◆ Directions for this task:
Find all lines below containing the string "that" and return them.

[[ Supplied information, beginning ]]

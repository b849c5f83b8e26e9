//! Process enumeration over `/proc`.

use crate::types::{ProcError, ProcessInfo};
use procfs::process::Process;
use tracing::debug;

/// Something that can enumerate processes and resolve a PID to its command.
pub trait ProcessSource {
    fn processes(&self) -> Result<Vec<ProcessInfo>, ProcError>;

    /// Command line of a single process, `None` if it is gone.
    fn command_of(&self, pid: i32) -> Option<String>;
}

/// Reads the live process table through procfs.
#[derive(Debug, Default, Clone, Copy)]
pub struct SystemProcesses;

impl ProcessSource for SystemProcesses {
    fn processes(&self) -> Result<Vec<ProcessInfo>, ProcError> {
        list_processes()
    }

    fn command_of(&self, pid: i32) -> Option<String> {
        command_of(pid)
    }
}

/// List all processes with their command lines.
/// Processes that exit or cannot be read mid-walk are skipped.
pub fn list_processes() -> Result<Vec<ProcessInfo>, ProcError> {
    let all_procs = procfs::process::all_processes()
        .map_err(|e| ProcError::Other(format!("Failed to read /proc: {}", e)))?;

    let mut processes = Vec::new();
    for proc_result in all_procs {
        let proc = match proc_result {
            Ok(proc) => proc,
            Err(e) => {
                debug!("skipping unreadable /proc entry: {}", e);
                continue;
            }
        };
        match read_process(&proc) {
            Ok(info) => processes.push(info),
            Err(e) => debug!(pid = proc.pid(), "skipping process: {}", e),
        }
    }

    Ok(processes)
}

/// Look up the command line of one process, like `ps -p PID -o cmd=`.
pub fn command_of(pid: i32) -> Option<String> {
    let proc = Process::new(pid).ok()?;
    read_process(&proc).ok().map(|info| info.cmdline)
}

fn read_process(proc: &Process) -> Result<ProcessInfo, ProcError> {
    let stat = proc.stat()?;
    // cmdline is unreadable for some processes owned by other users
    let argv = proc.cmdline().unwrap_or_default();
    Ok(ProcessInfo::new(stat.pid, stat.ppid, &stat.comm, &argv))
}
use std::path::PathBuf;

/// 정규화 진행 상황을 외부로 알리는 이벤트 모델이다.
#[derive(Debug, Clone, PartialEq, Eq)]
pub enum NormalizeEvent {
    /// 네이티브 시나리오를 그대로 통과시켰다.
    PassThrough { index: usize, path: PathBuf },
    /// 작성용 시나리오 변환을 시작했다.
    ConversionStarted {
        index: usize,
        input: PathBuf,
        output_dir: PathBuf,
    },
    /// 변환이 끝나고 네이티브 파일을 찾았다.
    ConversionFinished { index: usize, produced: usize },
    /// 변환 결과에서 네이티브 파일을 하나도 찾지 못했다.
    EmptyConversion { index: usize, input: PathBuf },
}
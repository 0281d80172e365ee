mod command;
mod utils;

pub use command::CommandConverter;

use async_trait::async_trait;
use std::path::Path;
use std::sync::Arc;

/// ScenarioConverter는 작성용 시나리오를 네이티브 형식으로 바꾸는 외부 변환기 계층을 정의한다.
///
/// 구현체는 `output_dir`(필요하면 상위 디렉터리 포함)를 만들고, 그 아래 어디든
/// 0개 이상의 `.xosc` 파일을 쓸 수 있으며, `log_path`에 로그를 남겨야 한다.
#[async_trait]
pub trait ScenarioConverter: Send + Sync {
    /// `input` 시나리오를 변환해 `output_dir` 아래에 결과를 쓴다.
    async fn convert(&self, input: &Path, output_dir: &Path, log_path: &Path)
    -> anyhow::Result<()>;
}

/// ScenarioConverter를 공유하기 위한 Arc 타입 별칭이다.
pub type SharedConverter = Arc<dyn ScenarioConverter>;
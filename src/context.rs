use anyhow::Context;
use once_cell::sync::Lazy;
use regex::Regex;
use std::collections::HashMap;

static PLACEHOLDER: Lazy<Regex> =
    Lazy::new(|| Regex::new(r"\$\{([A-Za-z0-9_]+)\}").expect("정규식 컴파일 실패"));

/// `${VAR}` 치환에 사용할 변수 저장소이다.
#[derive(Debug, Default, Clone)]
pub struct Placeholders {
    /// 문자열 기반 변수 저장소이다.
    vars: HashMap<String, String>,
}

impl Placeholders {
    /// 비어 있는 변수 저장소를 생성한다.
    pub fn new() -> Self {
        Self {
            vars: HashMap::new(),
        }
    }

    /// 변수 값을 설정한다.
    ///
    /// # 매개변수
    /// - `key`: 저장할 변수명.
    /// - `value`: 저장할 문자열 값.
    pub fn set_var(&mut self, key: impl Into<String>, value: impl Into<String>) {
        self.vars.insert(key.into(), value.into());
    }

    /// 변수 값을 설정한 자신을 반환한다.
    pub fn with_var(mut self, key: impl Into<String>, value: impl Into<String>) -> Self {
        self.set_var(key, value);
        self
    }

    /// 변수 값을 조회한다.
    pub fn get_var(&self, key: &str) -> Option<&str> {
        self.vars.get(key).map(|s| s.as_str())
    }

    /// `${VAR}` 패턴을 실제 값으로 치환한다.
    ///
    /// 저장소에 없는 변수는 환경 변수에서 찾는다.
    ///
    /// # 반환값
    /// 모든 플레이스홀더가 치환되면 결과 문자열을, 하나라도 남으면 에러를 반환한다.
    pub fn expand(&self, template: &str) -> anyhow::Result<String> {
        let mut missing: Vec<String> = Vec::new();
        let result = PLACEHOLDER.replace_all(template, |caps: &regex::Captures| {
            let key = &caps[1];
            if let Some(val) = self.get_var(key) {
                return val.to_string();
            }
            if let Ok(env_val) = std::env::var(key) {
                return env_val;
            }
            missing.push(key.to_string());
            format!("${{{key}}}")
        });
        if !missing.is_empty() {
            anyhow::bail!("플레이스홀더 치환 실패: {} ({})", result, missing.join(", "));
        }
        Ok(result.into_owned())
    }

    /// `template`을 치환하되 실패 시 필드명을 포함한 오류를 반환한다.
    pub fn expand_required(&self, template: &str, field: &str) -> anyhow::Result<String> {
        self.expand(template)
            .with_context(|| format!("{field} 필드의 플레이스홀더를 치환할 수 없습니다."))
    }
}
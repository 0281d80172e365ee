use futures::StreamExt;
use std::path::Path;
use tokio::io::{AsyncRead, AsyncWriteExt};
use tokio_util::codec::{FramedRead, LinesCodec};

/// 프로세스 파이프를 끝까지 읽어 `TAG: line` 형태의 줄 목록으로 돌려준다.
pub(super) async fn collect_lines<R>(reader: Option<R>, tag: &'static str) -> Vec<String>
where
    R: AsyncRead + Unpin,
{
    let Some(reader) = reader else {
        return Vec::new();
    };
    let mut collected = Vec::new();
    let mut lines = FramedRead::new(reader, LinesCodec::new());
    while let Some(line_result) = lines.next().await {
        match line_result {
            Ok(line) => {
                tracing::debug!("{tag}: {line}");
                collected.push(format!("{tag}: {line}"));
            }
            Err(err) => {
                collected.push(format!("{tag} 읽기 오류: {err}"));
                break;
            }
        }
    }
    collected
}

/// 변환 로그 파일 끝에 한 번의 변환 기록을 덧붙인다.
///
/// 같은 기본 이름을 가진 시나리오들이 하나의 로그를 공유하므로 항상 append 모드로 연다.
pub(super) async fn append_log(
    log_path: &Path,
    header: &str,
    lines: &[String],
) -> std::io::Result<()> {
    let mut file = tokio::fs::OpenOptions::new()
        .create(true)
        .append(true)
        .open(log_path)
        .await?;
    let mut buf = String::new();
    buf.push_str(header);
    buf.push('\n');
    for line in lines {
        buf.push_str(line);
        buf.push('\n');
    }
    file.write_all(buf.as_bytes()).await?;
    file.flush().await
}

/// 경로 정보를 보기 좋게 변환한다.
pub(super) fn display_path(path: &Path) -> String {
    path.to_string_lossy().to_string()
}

[[ Supplied information, end ]]

◆ Solution to this task:
/// Something that can enumerate processes and resolve a PID to its command.
/// Processes that exit or cannot be read mid-walk are skipped.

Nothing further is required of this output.